Und da breitete sich eine über die Jahrzehnte entstandenes, kunstvolles Chaos vor den nicht sonderlich erstaunten Frauenaugen aus. Diesen Anblick erspare ich Ihnen. Um ehrlich zu sein: da ich anfangs nicht wusste, dass mich der Ordnungswahn packen würde, habe ich vom Urzustand keine Bilder gemacht. Aber sehr wohl von beiden kleinen Laden in ihrem nunmehrigen, wohlgeordneten Zustand.
Nun könnte ich wieder einmal aus dem Nähkästchen plaudern und in gewissem Sinn tu ich das auch. Ich plaudere über dessen Inhalt. Mir ist kein Thema zu minder, kein Inhalt zu banal. Und lesen muss mein Nähkästchentagebuch ja niemand.
Während ich also vor mich hinsortierte und mich unentwirrbar scheinenden Fadennestern widmete, kam mir natürlich der Gedanke nach der Sinnhaftigkeit meines Unterfangens. Den Großteil der seit mindestens drei Generationen gehorteten Kostbarkeiten werde ich nie verwenden. Und da meine ich nicht nur die weißen Strapse, Trägerbandhalter oder Schlupferl (dtdt: Mantelaufhänger), die ich zu meinem großen Vergnügen in einer der Laden gefunden habe.
Nein, all die Nähseiden, Zwirne, Stopfwollen, Knöpfe, Druckerl (dtdt: Druckknöpfe), Haftln und all die anderen Kostbarkeiten - ich werde sie kaum je verwenden und bestimmt nie aufbrauchen und die Freude der nächsten Generationen über dieses Erbe wird sich endenwollend gestalten. Warum tu ich mir also diese Mühe an?
Offenbar aus dem gleichen Grund, aus dem ich jedes Marmeladeglas und jede Milchflasche von ihrem Etikett befreie und für die Verwendung beim Einkochen aufhebe. Auch hier: viel zu viel Zeit verplempert, viel zu viel Material gehortet.

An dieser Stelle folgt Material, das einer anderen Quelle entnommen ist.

// SPDX-License-Identifier: MIT

//! State schema: the fixed field set and each field's merge policy

use serde::{Deserialize, Serialize};
use std::fmt;

/// Merge policy for a state field
#[derive(Debug, Clone, Copy, Deserialize, Serialize, PartialEq, Eq)]
#[serde(rename_all = "lowercase")]
pub enum FieldKind {
    /// Replace the value; last writer wins
    Overwrite,
    /// Append to the existing ordered sequence
    Accumulator,
    /// Set by the caller or by checkpoint resumption, read by routers
    Control,
}

/// Every field of [`PipelineState`](super::PipelineState)
#[derive(Debug, Clone, Copy, PartialEq, Eq, Hash, Deserialize, Serialize)]
#[serde(rename_all = "snake_case")]
pub enum Field {
    RunId,
    SourceDocument,
    RequirementsText,
    DocumentPath,
    RequirementsPath,
    ParsedDocument,
    DocumentSections,
    Requirements,
    RequirementKeywords,
    RequirementsTitle,
    Organization,
    SimilarityScore,
    KeywordOverlap,
    Gaps,
    SelectedGaps,
    Recommendations,
    AcceptedRecommendations,
    RejectedRecommendations,
    ModifiedDocument,
    AppliedChanges,
    CurrentStage,
    WorkflowStage,
    Summary,
    Errors,
    InteractiveGapSelection,
    AutoGapSeverity,
    AwaitingSelection,
}

impl Field {
    pub const ALL: [Field; 27] = [
        Field::RunId,
        Field::SourceDocument,
        Field::RequirementsText,
        Field::DocumentPath,
        Field::RequirementsPath,
        Field::ParsedDocument,
        Field::DocumentSections,
        Field::Requirements,
        Field::RequirementKeywords,
        Field::RequirementsTitle,
        Field::Organization,
        Field::SimilarityScore,
        Field::KeywordOverlap,
        Field::Gaps,
        Field::SelectedGaps,
        Field::Recommendations,
        Field::AcceptedRecommendations,
        Field::RejectedRecommendations,
        Field::ModifiedDocument,
        Field::AppliedChanges,
        Field::CurrentStage,
        Field::WorkflowStage,
        Field::Summary,
        Field::Errors,
        Field::InteractiveGapSelection,
        Field::AutoGapSeverity,
        Field::AwaitingSelection,
    ];

    /// Merge policy of this field
    pub fn kind(&self) -> FieldKind {
        match self {
            Field::Errors | Field::Gaps | Field::Recommendations => FieldKind::Accumulator,

            Field::RunId
            | Field::SourceDocument
            | Field::RequirementsText
            | Field::DocumentPath
            | Field::RequirementsPath
            | Field::SelectedGaps
            | Field::AcceptedRecommendations
            | Field::RejectedRecommendations
            | Field::InteractiveGapSelection
            | Field::AutoGapSeverity
            | Field::AwaitingSelection => FieldKind::Control,

            Field::ParsedDocument
            | Field::DocumentSections
            | Field::Requirements
            | Field::RequirementKeywords
            | Field::RequirementsTitle
            | Field::Organization
            | Field::SimilarityScore
            | Field::KeywordOverlap
            | Field::ModifiedDocument
            | Field::AppliedChanges
            | Field::CurrentStage
            | Field::WorkflowStage
            | Field::Summary => FieldKind::Overwrite,
        }
    }

    pub fn as_str(&self) -> &'static str {
        match self {
            Field::RunId => "run_id",
            Field::SourceDocument => "source_document",
            Field::RequirementsText => "requirements_text",
            Field::DocumentPath => "document_path",
            Field::RequirementsPath => "requirements_path",
            Field::ParsedDocument => "parsed_document",
            Field::DocumentSections => "document_sections",
            Field::Requirements => "requirements",
            Field::RequirementKeywords => "requirement_keywords",
            Field::RequirementsTitle => "requirements_title",
            Field::Organization => "organization",
            Field::SimilarityScore => "similarity_score",
            Field::KeywordOverlap => "keyword_overlap",
            Field::Gaps => "gaps",
            Field::SelectedGaps => "selected_gaps",
            Field::Recommendations => "recommendations",
            Field::AcceptedRecommendations => "accepted_recommendations",
            Field::RejectedRecommendations => "rejected_recommendations",
            Field::ModifiedDocument => "modified_document",
            Field::AppliedChanges => "applied_changes",
            Field::CurrentStage => "current_stage",
            Field::WorkflowStage => "workflow_stage",
            Field::Summary => "summary",
            Field::Errors => "errors",
            Field::InteractiveGapSelection => "interactive_gap_selection",
            Field::AutoGapSeverity => "auto_gap_severity",
            Field::AwaitingSelection => "awaiting_selection",
        }
    }

    /// Look up a field by its serialized name
    pub fn from_name(name: &str) -> Option<Field> {
        Field::ALL.iter().copied().find(|f| f.as_str() == name)
    }
}

impl fmt::Display for Field {
    fn fmt(&self, f: &mut fmt::Formatter<'_>) -> fmt::Result {
        f.write_str(self.as_str())
    }
}
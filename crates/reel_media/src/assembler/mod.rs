use std::{
    future::Future,
    path::{Path, PathBuf},
};

pub mod ffmpeg;

pub trait Assembler {
    /// Concatenates `segments` in list order and muxes `audio` over the
    /// result, writing one output file at `dest`.
    fn assemble(
        &self,
        segments: &[PathBuf],
        audio: &Path,
        dest: &Path,
    ) -> impl Future<Output = Result<Assembly, AssemblyError>> + Send;

    /// Returns the duration of a media file in seconds.
    fn probe_duration(&self, path: &Path) -> impl Future<Output = Result<f64, AssemblyError>> + Send;
}

impl<T: Assembler + Send + Sync> Assembler for &T {
    async fn assemble(
        &self,
        segments: &[PathBuf],
        audio: &Path,
        dest: &Path,
    ) -> Result<Assembly, AssemblyError> {
        (**self).assemble(segments, audio, dest).await
    }

    async fn probe_duration(&self, path: &Path) -> Result<f64, AssemblyError> {
        (**self).probe_duration(path).await
    }
}

#[derive(Debug)]
pub struct Assembly {
    pub output_path: PathBuf,
    pub segments_assembled: usize,
}

#[derive(Debug, thiserror::Error)]
pub enum AssemblyError {
    #[error("IO error: {0}")]
    Io(#[from] std::io::Error),
    #[error("no video segments to assemble")]
    NoSegments,
    #[error("{tool} failed with status {status}: {stderr}")]
    CommandFailed {
        tool: &'static str,
        status: i32,
        stderr: String,
    },
    #[error("could not parse ffprobe output: {0}")]
    Probe(String),
}
use std::path::Path;

use base64::Engine;
use reqwest::Client;
use serde::Deserialize;
use tokio_util::sync::CancellationToken;

use crate::{
    error::Error,
    gen::{check_status, fetch_to_file, VideoParams, VideoSynthesizer},
    poll::{poll_until, PollPolicy},
};

/// Client for the Replicate prediction API, driving stable-video-diffusion
/// to animate one still image into a short clip.
///
/// A prediction either resolves with its output inline (the service held the
/// request until the job finished) or returns a job id to poll.
pub struct ReplicateClient {
    client: Client,
    api_token: String,
    base_url: String,
    poll: PollPolicy,
}

impl ReplicateClient {
    const VIDEO_MODEL_VERSION: &str =
        "3f0457e4619daac51203dedb472816fd4af51f3149fa7a9e0b5ffcf1b8172438";

    pub fn new(api_token: impl Into<String>, poll: PollPolicy) -> Self {
        Self {
            client: Client::new(),
            api_token: api_token.into(),
            base_url: "https://api.replicate.com/v1".into(),
            poll,
        }
    }

    pub fn with_base_url(mut self, url: impl Into<String>) -> Self {
        self.base_url = url.into();
        self
    }

    async fn submit_prediction(
        &self,
        image_path: &Path,
        params: &VideoParams,
    ) -> Result<Prediction, Error> {
        let image_bytes = tokio::fs::read(image_path).await?;
        let data_url = format!(
            "data:image/png;base64,{}",
            base64::engine::general_purpose::STANDARD.encode(image_bytes)
        );

        let body = serde_json::json!({
            "version": Self::VIDEO_MODEL_VERSION,
            "input": {
                "input_image": data_url,
                "video_length": params.clip_length,
            }
        });

        let resp = self
            .client
            .post(format!("{}/predictions", self.base_url))
            .bearer_auth(&self.api_token)
            .json(&body)
            .send()
            .await
            .inspect_err(|e| tracing::error!(error = %e, "Failed to make http request"))?;

        Ok(check_status(resp).await?.json::<Prediction>().await?)
    }

    async fn get_prediction(&self, id: &str) -> Result<Prediction, Error> {
        let resp = self
            .client
            .get(format!("{}/predictions/{id}", self.base_url))
            .bearer_auth(&self.api_token)
            .send()
            .await?;

        Ok(check_status(resp).await?.json::<Prediction>().await?)
    }
}

#[derive(Debug, Deserialize)]
struct Prediction {
    id: Option<String>,
    status: Option<String>,
    output: Option<serde_json::Value>,
    error: Option<String>,
}

impl Prediction {
    /// The output is a single URI or a list of URIs depending on the model.
    fn output_url(&self) -> Option<String> {
        match &self.output {
            Some(serde_json::Value::String(url)) => Some(url.clone()),
            Some(serde_json::Value::Array(items)) => items
                .first()
                .and_then(|v| v.as_str())
                .map(ToString::to_string),
            _ => None,
        }
    }

    /// `Ok(Some(url))` when terminal and successful, `Ok(None)` while still
    /// running, `Err` on a terminal failure.
    fn resolve(&self) -> Result<Option<String>, Error> {
        match self.status.as_deref() {
            Some("succeeded") => self.output_url().map(Some).ok_or_else(|| {
                Error::Upstream("succeeded prediction carries no output".into())
            }),
            Some("failed") | Some("canceled") => Err(Error::Transport {
                status: 0,
                message: format!(
                    "prediction ended as {}: {}",
                    self.status.as_deref().unwrap_or_default(),
                    self.error.as_deref().unwrap_or("no error detail")
                ),
            }),
            _ => Ok(None),
        }
    }
}

impl VideoSynthesizer for ReplicateClient {
    type Error = Error;

    #[tracing::instrument(skip(self, params, cancel))]
    async fn synthesize_video(
        &self,
        image_path: &Path,
        params: &VideoParams,
        dest: &Path,
        cancel: &CancellationToken,
    ) -> Result<(), Error> {
        let prediction = self.submit_prediction(image_path, params).await?;

        let url = if let Some(url) = prediction.resolve()? {
            url
        } else {
            let id = prediction
                .id
                .ok_or_else(|| Error::Upstream("prediction response carries no id".into()))?;
            tracing::debug!(%id, "prediction submitted, polling");
            poll_until(self.poll, cancel, || {
                let id = id.clone();
                async move { self.get_prediction(&id).await?.resolve() }
            })
            .await?
        };

        fetch_to_file(&self.client, &url, dest).await?;
        tracing::info!(dest = %dest.display(), "video clip saved");
        Ok(())
    }
}
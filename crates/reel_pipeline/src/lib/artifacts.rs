//! Artifact layout and provenance.
//!
//! Artifacts land under category directories inside one workdir. File names
//! are `{prefix}_{uuid}` rather than a truncated prompt slug, which collides
//! across near-duplicate prompts; the prompt that produced each artifact is
//! recorded in a `manifest.json` next to them, and a run report captures the
//! finished script for provenance.

use std::{
    collections::HashMap,
    path::{Path, PathBuf},
    sync::Mutex,
};

use serde::Serialize;
use uuid::Uuid;

use crate::error::Error;

#[derive(Debug, Clone, Copy, PartialEq, Eq)]
pub enum ArtifactKind {
    Image,
    Video,
    Voiceover,
    Report,
}

impl ArtifactKind {
    fn dir(&self) -> &'static str {
        match self {
            ArtifactKind::Image => "images",
            ArtifactKind::Video => "videos",
            ArtifactKind::Voiceover => "voiceover",
            ArtifactKind::Report => "reports",
        }
    }
}

/// Run report written next to the final video: the finished script, style,
/// per-segment prompts, and which segments (if any) were dropped.
#[derive(Debug, Serialize)]
pub struct RunReport {
    pub title: String,
    pub narration: String,
    pub visual_style: String,
    pub video_logline: Option<String>,
    pub segment_prompts: Vec<String>,
    pub dropped_segments: Vec<usize>,
    pub output_path: Option<PathBuf>,
    pub generated_at: chrono::DateTime<chrono::Utc>,
}

#[derive(Debug)]
pub struct ArtifactStore {
    root: PathBuf,
    manifest: Mutex<HashMap<String, String>>,
    allocated: Mutex<Vec<PathBuf>>,
}

impl ArtifactStore {
    pub fn new(root: impl Into<PathBuf>) -> Self {
        Self {
            root: root.into(),
            manifest: Mutex::new(HashMap::new()),
            allocated: Mutex::new(Vec::new()),
        }
    }

    pub fn root(&self) -> &Path {
        &self.root
    }

    /// Reserves a collision-resistant path for a new artifact and records the
    /// generating prompt in the manifest.
    pub async fn allocate(
        &self,
        kind: ArtifactKind,
        prefix: &str,
        ext: &str,
        prompt: &str,
    ) -> Result<PathBuf, Error> {
        let dir = self.root.join(kind.dir());
        tokio::fs::create_dir_all(&dir).await?;

        let name = format!("{prefix}_{}.{ext}", Uuid::new_v4());
        self.manifest
            .lock()
            .unwrap()
            .insert(name.clone(), prompt.to_string());

        let path = dir.join(name);
        self.allocated.lock().unwrap().push(path.clone());
        Ok(path)
    }

    /// Writes the name → prompt manifest at the workdir root.
    pub async fn write_manifest(&self) -> Result<PathBuf, Error> {
        let manifest = self.manifest.lock().unwrap().clone();
        let path = self.root.join("manifest.json");
        tokio::fs::create_dir_all(&self.root).await?;
        tokio::fs::write(&path, serde_json::to_vec_pretty(&manifest)?).await?;
        Ok(path)
    }

    pub async fn write_report(&self, report: &RunReport) -> Result<PathBuf, Error> {
        let dir = self.root.join(ArtifactKind::Report.dir());
        tokio::fs::create_dir_all(&dir).await?;

        let path = dir.join(format!("report_{}.json", Uuid::new_v4()));
        tokio::fs::write(&path, serde_json::to_vec_pretty(report)?).await?;
        self.allocated.lock().unwrap().push(path.clone());
        Ok(path)
    }

    /// Best-effort removal of every artifact allocated so far. Used when a
    /// run is cancelled or aborted so partial outputs don't linger.
    pub async fn cleanup(&self) {
        let allocated: Vec<PathBuf> = self.allocated.lock().unwrap().drain(..).collect();
        for path in allocated {
            if !path.exists() {
                continue;
            }
            if let Err(e) = tokio::fs::remove_file(&path).await {
                tracing::warn!(error = ?e, path = %path.display(), "failed to remove partial artifact");
            } else {
                tracing::debug!(path = %path.display(), "removed partial artifact");
            }
        }
    }
}

#[cfg(test)]
mod tests {
    use super::*;

    #[tokio::test]
    async fn allocate_gives_distinct_names_for_identical_prompts() {
        let dir = tempfile::tempdir().unwrap();
        let store = ArtifactStore::new(dir.path());

        let a = store
            .allocate(ArtifactKind::Image, "img_0", "png", "same prompt")
            .await
            .unwrap();
        let b = store
            .allocate(ArtifactKind::Image, "img_0", "png", "same prompt")
            .await
            .unwrap();

        assert_ne!(a, b);
        assert!(a.starts_with(dir.path().join("images")));
    }

    #[tokio::test]
    async fn manifest_maps_names_to_prompts() {
        let dir = tempfile::tempdir().unwrap();
        let store = ArtifactStore::new(dir.path());

        let path = store
            .allocate(ArtifactKind::Video, "clip_1", "mp4", "a red fox")
            .await
            .unwrap();
        let manifest_path = store.write_manifest().await.unwrap();

        let manifest: HashMap<String, String> =
            serde_json::from_slice(&std::fs::read(manifest_path).unwrap()).unwrap();
        let name = path.file_name().unwrap().to_str().unwrap();
        assert_eq!(manifest.get(name).map(String::as_str), Some("a red fox"));
    }

    #[tokio::test]
    async fn cleanup_removes_written_artifacts() {
        let dir = tempfile::tempdir().unwrap();
        let store = ArtifactStore::new(dir.path());

        let path = store
            .allocate(ArtifactKind::Voiceover, "speech", "mp3", "narration")
            .await
            .unwrap();
        tokio::fs::write(&path, b"audio").await.unwrap();
        assert!(path.exists());

        store.cleanup().await;
        assert!(!path.exists());
    }
}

Wenn ich diesen unseligen Hang zum Horten und den dazugehörigen Arbeitsaufwand doch erkenne, warum tu ich es trotzdem? Weiß ich mit meiner Zeit nichts besseres anzufangen?
Natürlich habe ich dafür mehrere schlüssige Ausreden. Erstens bin ich genetisch vorbelastet. In meiner Ursprungsfamilie wurde nichts weggeschmissen. Zweitens gehöre ich der Nachkriegsgeneration an. Die schmeißt schon überhaupt nix weg. Und drittens entziehe ich mich der Wegwerfgesellschaft. Viertens, und das ist nicht unwesentlich, liebe ich die Ästhetik von Alltagsgegenständen, vor allem auch die darauf abzulesenden Gebrauchsspuren.
Was mir aber beim Aufräumen des Nähkastls in den Sinn gekommen ist, geht noch weit darüber hinaus. Es gilt, zugegeben, nicht für das stundenlange Herumfiezeln an kaum abzulesenden Etiketten, aber für das Aufheben und nicht Wegwerfen können ist es wahrscheinlich die schlüssigste und ehrlichste Begründung.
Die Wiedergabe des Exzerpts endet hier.